## Task objective
Would you please copy the part of the material below that opens with the line containing "(항상 존재하는 문자열)" and closes with the line containing "Option<&Value>, errors: &mut Vec<FieldError>) -> Option<i32>"? Copy it exactly, and only it.

## Task data
//! Field Validators
//!
//! Per-field rules applied to path parameters and request bodies before any
//! database access. Pure functions: input values in, a complete list of
//! `(field, message)` violations out.
//!
//! # Interview Q&A
//!
//! Q: 왜 첫 실패에서 바로 반환하지 않고 전부 수집하는가?
//! A: 클라이언트가 한 번의 요청으로 모든 위반 사항을 알 수 있음
//!    - 필드별 규칙은 독립적으로 평가
//!    - 한 필드 안에서는 첫 번째 위반만 보고
//!
//! Body 값은 `serde_json::Value`로 받아 타입 위반도 검증 에러로 보고한다
//! (serde 거부가 아니라 400 + 위반 목록).

use serde_json::Value;

use crate::db::{Student, StudentKey, StudentPatch};
use crate::error::FieldError;

/// 문자열 필드 규칙 (required/isString/길이)
pub struct TextField {
    pub field: &'static str,
    pub label: &'static str,
    pub max_len: usize,
}

/// 숫자 문자열 필드 규칙 (isDecimal, 자릿수 제한)
pub struct DecimalField {
    pub field: &'static str,
    pub label: &'static str,
    pub max_digits: usize,
}

// Body 필드 (대문자 이름, 스토어 컬럼명 그대로)
pub const NAME: TextField = TextField { field: "NAME", label: "Name", max_len: 30 };
pub const TITLE: TextField = TextField { field: "TITLE", label: "Title", max_len: 25 };
pub const CLASS: TextField = TextField { field: "CLASS", label: "Class", max_len: 5 };
pub const SECTION: TextField = TextField { field: "SECTION", label: "Section", max_len: 1 };
pub const ROLLID: DecimalField = DecimalField { field: "ROLLID", label: "RollID", max_digits: 3 };

// Path 파라미터 (소문자 이름)
pub const PATH_CLASS: TextField = TextField { field: "class", label: "Class", max_len: 5 };
pub const PATH_SECTION: TextField = TextField { field: "section", label: "Section", max_len: 1 };
pub const PATH_ROLLID: DecimalField = DecimalField { field: "rollid", label: "RollID", max_digits: 3 };

impl TextField {
    fn required_message(&self) -> String {
        format!("{} is required", self.label)
    }

    fn length_message(&self) -> String {
        if self.max_len == 1 {
            format!("{} must be a single character", self.label)
        } else {
            format!(
                "{} must be a string with a maximum length of {} characters",
                self.label, self.max_len
            )
        }
    }

    /// required + isString + 길이 검사, 통과한 값 반환
    pub fn required(&self, value: Option<&Value>, errors: &mut Vec<FieldError>) -> Option<String> {
        match value {
            None | Some(Value::Null) => {
                errors.push(FieldError::new(self.field, self.required_message()));
                None
            }
            Some(Value::String(s)) if s.is_empty() => {
                errors.push(FieldError::new(self.field, self.required_message()));
                None
            }
            Some(value) => self.checked(value, errors),
        }
    }

    /// 값이 없으면 검사 생략 (optional), 있으면 isString + 길이 검사
    pub fn optional(&self, value: Option<&Value>, errors: &mut Vec<FieldError>) -> Option<String> {
        match value {
            None | Some(Value::Null) => None,
            Some(value) => self.checked(value, errors),
        }
    }

    /// Path 파라미터 검사 (항상 존재하는 문자열)
    pub fn check_path(&self, value: &str, errors: &mut Vec<FieldError>) -> Option<String> {
        if self.fits(value) {
            Some(value.to_string())
        } else {
            errors.push(FieldError::new(self.field, self.length_message()));
            None
        }
    }

    fn checked(&self, value: &Value, errors: &mut Vec<FieldError>) -> Option<String> {
        match value.as_str() {
            Some(s) if self.fits(s) => Some(s.to_string()),
            _ => {
                errors.push(FieldError::new(self.field, self.length_message()));
                None
            }
        }
    }

    fn fits(&self, s: &str) -> bool {
        let len = s.chars().count();
        // 한 글자 필드는 정확히 한 글자여야 함
        if self.max_len == 1 {
            len == 1
        } else {
            len <= self.max_len
        }
    }
}

impl DecimalField {
    fn required_message(&self) -> String {
        format!("{} is required", self.label)
    }

    fn decimal_message(&self) -> String {
        format!(
            "{} must be a decimal with up to {} digits",
            self.label, self.max_digits
        )
    }

    /// required + isDecimal 검사. JSON number와 숫자 문자열 모두 허용
    pub fn required(&self, value: Option<&Value>, errors: &mut Vec<FieldError>) -> Option<i32> {
        match value {
            None | Some(Value::Null) => {
                errors.push(FieldError::new(self.field, self.required_message()));
                None
            }
            Some(Value::String(s)) if s.is_empty() => {
                errors.push(FieldError::new(self.field, self.required_message()));
                None
            }
            Some(Value::String(s)) => self.parse_digits(s, errors),
            Some(Value::Number(n)) => match n.as_u64() {
                Some(n) if n < 10u64.pow(self.max_digits as u32) => Some(n as i32),
                _ => {
                    errors.push(FieldError::new(self.field, self.decimal_message()));
                    None
                }
            },
            Some(_) => {
                errors.push(FieldError::new(self.field, self.decimal_message()));
                None
            }
        }
    }

    /// Path 파라미터 검사
    pub fn check_path(&self, value: &str, errors: &mut Vec<FieldError>) -> Option<i32> {
        self.parse_digits(value, errors)
    }

    fn parse_digits(&self, s: &str, errors: &mut Vec<FieldError>) -> Option<i32> {
        let ok = !s.is_empty()
            && s.len() <= self.max_digits
            && s.bytes().all(|b| b.is_ascii_digit());
        match s.parse::<i32>() {
            Ok(n) if ok => Some(n),
            _ => {
                errors.push(FieldError::new(self.field, self.decimal_message()));
                None
            }
        }
    }
}

/// POST body: 5개 필드 모두 필수
pub fn new_student(
    name: Option<&Value>,
    title: Option<&Value>,
    class: Option<&Value>,
    section: Option<&Value>,
    rollid: Option<&Value>,
) -> Result<Student, Vec<FieldError>> {
    let mut errors = Vec::new();
    let name = NAME.required(name, &mut errors);
    let title = TITLE.required(title, &mut errors);
    let class = CLASS.required(class, &mut errors);
    let section = SECTION.required(section, &mut errors);
    let rollid = ROLLID.required(rollid, &mut errors);

    match (name, title, class, section, rollid) {
        (Some(name), Some(title), Some(class), Some(section), Some(rollid)) => Ok(Student {
            name,
            title,
            class,
            section,
            rollid,
        }),
        _ => Err(errors),
    }
}

/// PUT body: NAME/TITLE 모두 필수 (전체 교체)
pub fn replacement(
    name: Option<&Value>,
    title: Option<&Value>,
) -> Result<(String, String), Vec<FieldError>> {
    let mut errors = Vec::new();
    let name = NAME.required(name, &mut errors);
    let title = TITLE.required(title, &mut errors);

    match (name, title) {
        (Some(name), Some(title)) => Ok((name, title)),
        _ => Err(errors),
    }
}

/// PATCH body: NAME/TITLE 선택. 빈 문자열은 갱신 대상에서 제외
///
/// 갱신할 필드가 하나도 남지 않으면 거부한다. 빈 SET 절은 유효한 SQL이 아님.
pub fn patch(
    name: Option<&Value>,
    title: Option<&Value>,
) -> Result<StudentPatch, Vec<FieldError>> {
    let mut errors = Vec::new();
    let name = NAME.optional(name, &mut errors).filter(|s| !s.is_empty());
    let title = TITLE.optional(title, &mut errors).filter(|s| !s.is_empty());
    if !errors.is_empty() {
        return Err(errors);
    }

    let patch = StudentPatch { name, title };
    if patch.is_empty() {
        return Err(vec![FieldError::new(
            "body",
            "At least one of NAME or TITLE must be provided",
        )]);
    }
    Ok(patch)
}

/// Path의 복합 식별자 (class, section, rollid) 검사
pub fn path_identity(
    class: &str,
    section: &str,
    rollid: &str,
) -> Result<StudentKey, Vec<FieldError>> {
    let mut errors = Vec::new();
    let class = PATH_CLASS.check_path(class, &mut errors);
    let section = PATH_SECTION.check_path(section, &mut errors);
    let rollid = PATH_ROLLID.check_path(rollid, &mut errors);

    match (class, section, rollid) {
        (Some(class), Some(section), Some(rollid)) => Ok(StudentKey {
            class,
            section,
            rollid,
        }),
        _ => Err(errors),
    }
}
//! Health Check Endpoint
//!
//! 깊은 헬스체크: 프로세스 생존 여부만이 아니라 스토어 연결까지 확인한다.
//! 스토어가 죽어 있어도 200을 반환하되 status를 "degraded"로 내려
//! 로드밸런서/모니터링이 판단할 수 있게 한다.

use axum::{extract::State, Json};
use serde::Serialize;

use crate::AppState;

#[derive(Serialize)]
pub struct HealthResponse {
    pub status: String,
    pub version: String,
    pub database: DatabaseStatus,
    pub timestamp: String,
}

#[derive(Serialize)]
pub struct DatabaseStatus {
    pub connected: bool,
    pub latency_ms: Option<u64>,
}

/// GET /health
pub async fn health_check(State(state): State<AppState>) -> Json<HealthResponse> {
    let ping_start = std::time::Instant::now();
    let database = match state.store.ping().await {
        Ok(_) => DatabaseStatus {
            connected: true,
            latency_ms: Some(ping_start.elapsed().as_millis() as u64),
        },
        Err(_) => DatabaseStatus {
            connected: false,
            latency_ms: None,
        },
    };

    Json(HealthResponse {
        status: if database.connected { "healthy" } else { "degraded" }.to_string(),
        version: env!("CARGO_PKG_VERSION").to_string(),
        database,
        timestamp: chrono::Utc::now().to_rfc3339(),
    })
}
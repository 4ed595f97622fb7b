//! Error Handling Module
//!
//! Provides type-safe error handling with proper HTTP status code mapping.
//! Uses thiserror for domain errors and integrates with tracing for structured logging.

use axum::{
    http::StatusCode,
    response::{IntoResponse, Response},
    Json,
};
use serde::Serialize;
use thiserror::Error;

/// 단일 필드 검증 실패
///
/// `field`는 요청에서 사용한 이름 그대로 (body는 대문자, path는 소문자)
#[derive(Debug, Clone, PartialEq, Serialize)]
pub struct FieldError {
    pub field: String,
    pub message: String,
}

impl FieldError {
    pub fn new(field: impl Into<String>, message: impl Into<String>) -> Self {
        Self {
            field: field.into(),
            message: message.into(),
        }
    }
}

/// API 에러 타입
///
/// # Design Decision
///
/// 각 에러 variant는 적절한 HTTP 상태 코드에 매핑됨
/// - 400: 입력 검증 실패 (위반 목록 전체 반환)
/// - 404: 복합 식별자에 해당하는 행 없음 (affected-rows = 0)
/// - 500: 스토어/풀에서 올라온 모든 실패 (재시도 없이 그대로 노출)
#[derive(Debug, Error)]
pub enum ApiError {
    // ============ 400 Bad Request ============
    #[error("validation failed")]
    Validation(Vec<FieldError>),

    // ============ 404 Not Found ============
    #[error("{0} not found")]
    NotFound(&'static str),

    // ============ 500 Internal Server Error ============
    #[error("Database error: {0}")]
    Database(String),
}

/// 400 응답 본문: `{"errors": [...]}`
#[derive(Serialize)]
struct ValidationResponse {
    errors: Vec<FieldError>,
}

/// 404/500 응답 본문: `{"error": "..."}`
#[derive(Serialize)]
struct ErrorResponse {
    error: String,
}

impl IntoResponse for ApiError {
    fn into_response(self) -> Response {
        match self {
            ApiError::Validation(errors) => {
                (StatusCode::BAD_REQUEST, Json(ValidationResponse { errors })).into_response()
            }
            ApiError::NotFound(resource) => (
                StatusCode::NOT_FOUND,
                Json(ErrorResponse {
                    error: format!("{resource} not found"),
                }),
            )
                .into_response(),
            ApiError::Database(message) => (
                StatusCode::INTERNAL_SERVER_ERROR,
                Json(ErrorResponse { error: message }),
            )
                .into_response(),
        }
    }
}

/// SQLx 에러를 ApiError로 변환
impl From<sqlx::Error> for ApiError {
    fn from(err: sqlx::Error) -> Self {
        tracing::error!("SQLx error: {:?}", err);
        ApiError::Database(err.to_string())
    }
}

/// anyhow 에러를 ApiError로 변환
impl From<anyhow::Error> for ApiError {
    fn from(err: anyhow::Error) -> Self {
        tracing::error!("Data access error: {:?}", err);
        ApiError::Database(err.to_string())
    }
}

#[cfg(test)]
mod tests {
    use super::*;

    #[test]
    fn validation_maps_to_400() {
        let err = ApiError::Validation(vec![FieldError::new("NAME", "Name is required")]);
        let response = err.into_response();
        assert_eq!(response.status(), StatusCode::BAD_REQUEST);
    }

    #[test]
    fn not_found_maps_to_404() {
        let response = ApiError::NotFound("Student").into_response();
        assert_eq!(response.status(), StatusCode::NOT_FOUND);
    }

    #[test]
    fn database_maps_to_500() {
        let response = ApiError::Database("pool timed out".to_string()).into_response();
        assert_eq!(response.status(), StatusCode::INTERNAL_SERVER_ERROR);
    }
}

## Solution for this exercise
    /// Path 파라미터 검사 (항상 존재하는 문자열)
    pub fn check_path(&self, value: &str, errors: &mut Vec<FieldError>) -> Option<String> {
        if self.fits(value) {
            Some(value.to_string())
        } else {
            errors.push(FieldError::new(self.field, self.length_message()));
            None
        }
    }

    fn checked(&self, value: &Value, errors: &mut Vec<FieldError>) -> Option<String> {
        match value.as_str() {
            Some(s) if self.fits(s) => Some(s.to_string()),
            _ => {
                errors.push(FieldError::new(self.field, self.length_message()));
                None
            }
        }
    }

    fn fits(&self, s: &str) -> bool {
        let len = s.chars().count();
        // 한 글자 필드는 정확히 한 글자여야 함
        if self.max_len == 1 {
            len == 1
        } else {
            len <= self.max_len
        }
    }
}

impl DecimalField {
    fn required_message(&self) -> String {
        format!("{} is required", self.label)
    }

    fn decimal_message(&self) -> String {
        format!(
            "{} must be a decimal with up to {} digits",
            self.label, self.max_digits
        )
    }

    /// required + isDecimal 검사. JSON number와 숫자 문자열 모두 허용
    pub fn required(&self, value: Option<&Value>, errors: &mut Vec<FieldError>) -> Option<i32> {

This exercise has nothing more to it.